Copyright (c) 2009-2012 Ilya Grebnov <[email protected]>.
/home/dtao/GPU-lossless-compression/testdata/largefile compressed 3569598 into 159230 in 0.147 seconds.
[decompress]
./bsc d /home/dtao/GPU-lossless-compression/testdata/largefile.bsc /home/dtao/GPU-lossless-compression/testdata/largefile.bsc.out -G
This is bsc, Block Sorting Compressor. Version 3.1.0. 8 July 2012.
Copyright (c) 2009-2012 Ilya Grebnov <[email protected]>.
/home/dtao/GPU-lossless-compression/testdata/largefile. decompressed 159230 into 3569598 in 0.215 seconds.
Compression Ratio = 22.42
Abstract: bzip2-cuda is a parallel version of the BZip2 lossless data compression algorithm using NVIDIA's CUDA, with the aim of improving compression/decompression speed, leaving the compression ratio intact. bzip2 compression program is based on Burrows–Wheeler algorithm.

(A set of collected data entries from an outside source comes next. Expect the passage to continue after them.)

//! Request client for the remote inventory API.
//!
//! Every endpoint answers with the same envelope:
//! `{ "success": bool, "data": ..., "error": "...", "message": "..." }`.

use std::time::Duration;

use serde::de::DeserializeOwned;
use serde::{Deserialize, Serialize};

use crate::error::RemoteError;

#[derive(Debug, Deserialize)]
#[serde(bound(deserialize = "T: DeserializeOwned"))]
struct Envelope<T> {
    success: bool,
    #[serde(default)]
    data: Option<T>,
    #[serde(default)]
    error: Option<String>,
    #[serde(default)]
    message: Option<String>,
}

impl<T> Envelope<T> {
    /// First non-empty of `error` and `message`, else empty.
    fn failure_message(&self) -> String {
        [self.error.as_deref(), self.message.as_deref()]
            .into_iter()
            .flatten()
            .find(|m| !m.trim().is_empty())
            .unwrap_or_default()
            .to_string()
    }
}

/// HTTP client for one remote API base URL.
#[derive(Debug, Clone)]
pub struct RemoteClient {
    client: reqwest::Client,
    base_url: String,
}

impl RemoteClient {
    /// Create a client whose requests time out after `timeout`.
    ///
    /// * `base_url` - e.g. `https://inventory.example.com/api`.
    pub fn new(base_url: impl Into<String>, timeout: Duration) -> Result<Self, RemoteError> {
        let client = reqwest::Client::builder().timeout(timeout).build()?;
        Ok(Self::with_client(client, base_url))
    }

    /// Create a client reusing an existing [`reqwest::Client`].
    pub fn with_client(client: reqwest::Client, base_url: impl Into<String>) -> Self {
        Self {
            client,
            base_url: base_url.into().trim_end_matches('/').to_string(),
        }
    }

    pub fn base_url(&self) -> &str {
        &self.base_url
    }

    /// `GET {base}/{path}?{params}` and unwrap the envelope's `data`.
    pub async fn get<T: DeserializeOwned>(
        &self,
        path: &str,
        params: &[(&str, &str)],
    ) -> Result<T, RemoteError> {
        let response = self
            .client
            .get(self.url(path))
            .query(params)
            .send()
            .await?;
        Self::parse_envelope(path, response).await
    }

    /// `POST {base}/{path}` with a JSON body and unwrap the envelope's `data`.
    pub async fn post<B: Serialize + ?Sized, T: DeserializeOwned>(
        &self,
        path: &str,
        body: &B,
    ) -> Result<T, RemoteError> {
        let response = self
            .client
            .post(self.url(path))
            .json(body)
            .send()
            .await?;
        Self::parse_envelope(path, response).await
    }

    fn url(&self, path: &str) -> String {
        format!("{}/{}", self.base_url, path.trim_start_matches('/'))
    }

    async fn parse_envelope<T: DeserializeOwned>(
        path: &str,
        response: reqwest::Response,
    ) -> Result<T, RemoteError> {
        let status = response.status();
        if status == reqwest::StatusCode::NOT_FOUND {
            return Err(RemoteError::NotFound {
                path: path.to_string(),
            });
        }

        let body = response.text().await?;
        let envelope = match serde_json::from_str::<Envelope<T>>(&body) {
            Ok(envelope) => envelope,
            Err(_) if !status.is_success() => {
                return Err(RemoteError::Status {
                    status: status.as_u16(),
                    body,
                })
            }
            Err(err) => return Err(RemoteError::Decode(err.to_string())),
        };

        if !envelope.success || !status.is_success() {
            let message = envelope.failure_message();
            tracing::warn!(path, status = status.as_u16(), error = %message, "Remote call failed");
            return Err(RemoteError::Failure { message });
        }
        envelope
            .data
            .ok_or_else(|| RemoteError::Decode(format!("{path}: envelope has no data")))
    }
}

Code: https://github.com/bzip2-cuda/bzip2-cuda, http://bzip2-cuda.github.io/
Abstract: We present an all-core implementation of Burrows Wheeler Compression algorithm that exploits all computing resources on a system. We develop a fast GPU BWC algorithm by extending the state-of-the-art GPU string sort to efficiently perform BWT step of BWC. Our hybrid BWC with GPU acceleration achieves a 2.9× speedup over best CPU implementation.

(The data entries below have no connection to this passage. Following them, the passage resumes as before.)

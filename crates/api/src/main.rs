use std::net::SocketAddr;
use std::sync::Arc;
use std::time::Duration;

use stockgrid_core::memory::{MemoryStore, StaticLinks, StaticTemplates};
use stockgrid_core::options::Item;
use stockgrid_core::store::{CascadeSettingsStore, CascadeSource, InventoryStore};
use stockgrid_remote::{RemoteCascadeSource, RemoteClient, RemoteLinkSource, RemoteTemplateSource};
use tracing_subscriber::{layer::SubscriberExt, util::SubscriberInitExt};

use stockgrid_api::config::ServerConfig;
use stockgrid_api::router::build_app_router;
use stockgrid_api::state::{AppState, Backends};

#[tokio::main]
async fn main() {
    dotenvy::dotenv().ok();

    // --- Configuration ---
    let config = ServerConfig::from_env();

    // --- Tracing ---
    let json_logs = config.json_logs;
    tracing_subscriber::registry()
        .with(
            tracing_subscriber::EnvFilter::try_from_default_env()
                .unwrap_or_else(|_| "stockgrid_api=debug,tower_http=debug".into()),
        )
        .with((!json_logs).then(tracing_subscriber::fmt::layer))
        .with(json_logs.then(|| tracing_subscriber::fmt::layer().json()))
        .init();

    tracing::info!(host = %config.host, port = %config.port, "Loaded server configuration");

    // --- Local store ---
    let (pool, local) = match &config.database_url {
        Some(database_url) => {
            let pool = stockgrid_db::create_pool(database_url)
                .await
                .expect("Failed to connect to database");
            tracing::info!("Database connection pool created");

            stockgrid_db::health_check(&pool)
                .await
                .expect("Database health check failed");

            stockgrid_db::run_migrations(&pool)
                .await
                .expect("Failed to run database migrations");
            tracing::info!("Database migrations applied");

            let store = Arc::new(stockgrid_db::PgInventoryStore::new(pool.clone()));
            (Some(pool), LocalStore::from(store))
        }
        None => {
            let store = Arc::new(MemoryStore::new());
            for sku in &config.seed_skus {
                store.add_item(Item {
                    sku: sku.clone(),
                    name: sku.clone(),
                    category_id: None,
                    stock_level: 0,
                });
            }
            tracing::warn!(
                seeded = config.seed_skus.len(),
                "DATABASE_URL not set, using the in-memory store"
            );
            (None, LocalStore::from(store))
        }
    };

    // --- Remote providers ---
    let backends = match &config.remote_api_url {
        Some(base_url) => {
            let client = RemoteClient::new(
                base_url.as_str(),
                Duration::from_secs(config.remote_timeout_secs),
            )
            .expect("Failed to build remote API client");
            tracing::info!(base_url = %client.base_url(), remote_cascade = config.remote_cascade, "Remote API configured");

            let cascade_source: Arc<dyn CascadeSource> = if config.remote_cascade {
                Arc::new(RemoteCascadeSource::new(client.clone()))
            } else {
                local.cascade_source
            };
            Backends {
                inventory: local.inventory,
                settings_store: local.settings_store,
                cascade_source,
                links: Arc::new(RemoteLinkSource::new(client.clone())),
                templates: Arc::new(RemoteTemplateSource::new(client)),
            }
        }
        None => {
            if config.remote_cascade {
                tracing::warn!("REMOTE_CASCADE ignored without REMOTE_API_URL");
            }
            tracing::warn!("REMOTE_API_URL not set, option links and templates are empty");
            Backends {
                inventory: local.inventory,
                settings_store: local.settings_store,
                cascade_source: local.cascade_source,
                links: Arc::new(StaticLinks::default()),
                templates: Arc::new(StaticTemplates::default()),
            }
        }
    };

    // --- App state and router ---
    let addr = SocketAddr::new(
        config.host.parse().expect("Invalid HOST address"),
        config.port,
    );
    let shutdown_timeout = Duration::from_secs(config.shutdown_timeout_secs);
    let state = AppState::new(config, pool.clone(), backends);
    let app = build_app_router(state);

    // --- Start server ---
    tracing::info!(%addr, "Starting server");

    let listener = tokio::net::TcpListener::bind(addr)
        .await
        .expect("Failed to bind to address");

    axum::serve(listener, app)
        .with_graceful_shutdown(shutdown_signal())
        .await
        .expect("Server error");

    // --- Post-shutdown cleanup ---
    tracing::info!("Server stopped accepting connections, cleaning up");

    if let Some(pool) = pool {
        if tokio::time::timeout(shutdown_timeout, pool.close())
            .await
            .is_err()
        {
            tracing::warn!("Timed out closing database pool");
        }
    }

    tracing::info!("Graceful shutdown complete");
}

/// The three local seams, all served by one concrete store.
struct LocalStore {
    inventory: Arc<dyn InventoryStore>,
    settings_store: Arc<dyn CascadeSettingsStore>,
    cascade_source: Arc<dyn CascadeSource>,
}

impl<S> From<Arc<S>> for LocalStore
where
    S: InventoryStore + CascadeSettingsStore + CascadeSource + 'static,
{
    fn from(store: Arc<S>) -> Self {
        Self {
            inventory: store.clone(),
            settings_store: store.clone(),
            cascade_source: store,
        }
    }
}

/// Wait for a termination signal to initiate graceful shutdown.
///
/// Handles both SIGINT (Ctrl-C) and SIGTERM (on Unix).
async fn shutdown_signal() {
    let ctrl_c = async {
        tokio::signal::ctrl_c()
            .await
            .expect("Failed to install Ctrl-C handler");
    };

    #[cfg(unix)]
    let terminate = async {
        tokio::signal::unix::signal(tokio::signal::unix::SignalKind::terminate())
            .expect("Failed to install SIGTERM handler")
            .recv()
            .await;
    };

    #[cfg(not(unix))]
    let terminate = std::future::pending::<()>();

    tokio::select! {
        () = ctrl_c => {
            tracing::info!("Received SIGINT (Ctrl-C), starting graceful shutdown");
        }
        () = terminate => {
            tracing::info!("Received SIGTERM, starting graceful shutdown");
        }
    }
}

Code: https://github.com/aditya12agd5/cuda_bzip2
Paper: [IPDPSW’15] Deshpande, A. and Narayanan, P.J., 2015, May. Fast Burrows Wheeler Compression Using All-Cores. In 2015 IEEE International Parallel and Distributed Processing Symposium Workshop (pp. 628-636). IEEE.
[compress]
./bzip2 -kf -9 -n0 /home/dtao/GPU-lossless-compression/testdata/largefile
[DEBUG] numThreads = 0
Block size : 900000
numThreads read 0
Number of additional CPU threads 0
[Time thread1] 5.133659
[Time thread2 work] 0.135336
[Time thread2] 5.165935
Number of CPU threads 2
Out of the total 4 blocks GPU did 4
total compression time (with overlap) 5.166217
./bzip2 -kf -9 -n1 /home/dtao/GPU-lossless-compression/testdata/largefile
[DEBUG] numThreads = 1
Block size : 900000
numThreads read 1
Number of additional CPU threads 1
[Time thread1] 2.147425
[Time thread2 work] 0.036489
[Time thread2] 2.183931
Number of CPU threads 3
Out of the total 4 blocks GPU did 1
total compression time (with overlap) 2.185086
[decompress]
./bzip2 -d /home/dtao/GPU-lossless-compression/testdata/largefile.bz2
Total compression time 0.190715
Compression ratio = 4.4
Note: The Burrows–Wheeler transform (BWT, also called block-sorting compression) rearranges a character string into runs of similar characters. This is useful for compression, since it tends to be easy to compress a string that has runs of repeated characters by techniques such as move-to-front transform and run-length encoding. More importantly, the transformation is reversible, without needing to store any additional data except the position of the first original character. The BWT is thus a "free" method of improving the efficiency of text compression algorithms, costing only some extra computation. bzip2 is a free and open-source file compression program that uses the Burrows–Wheeler algorithm.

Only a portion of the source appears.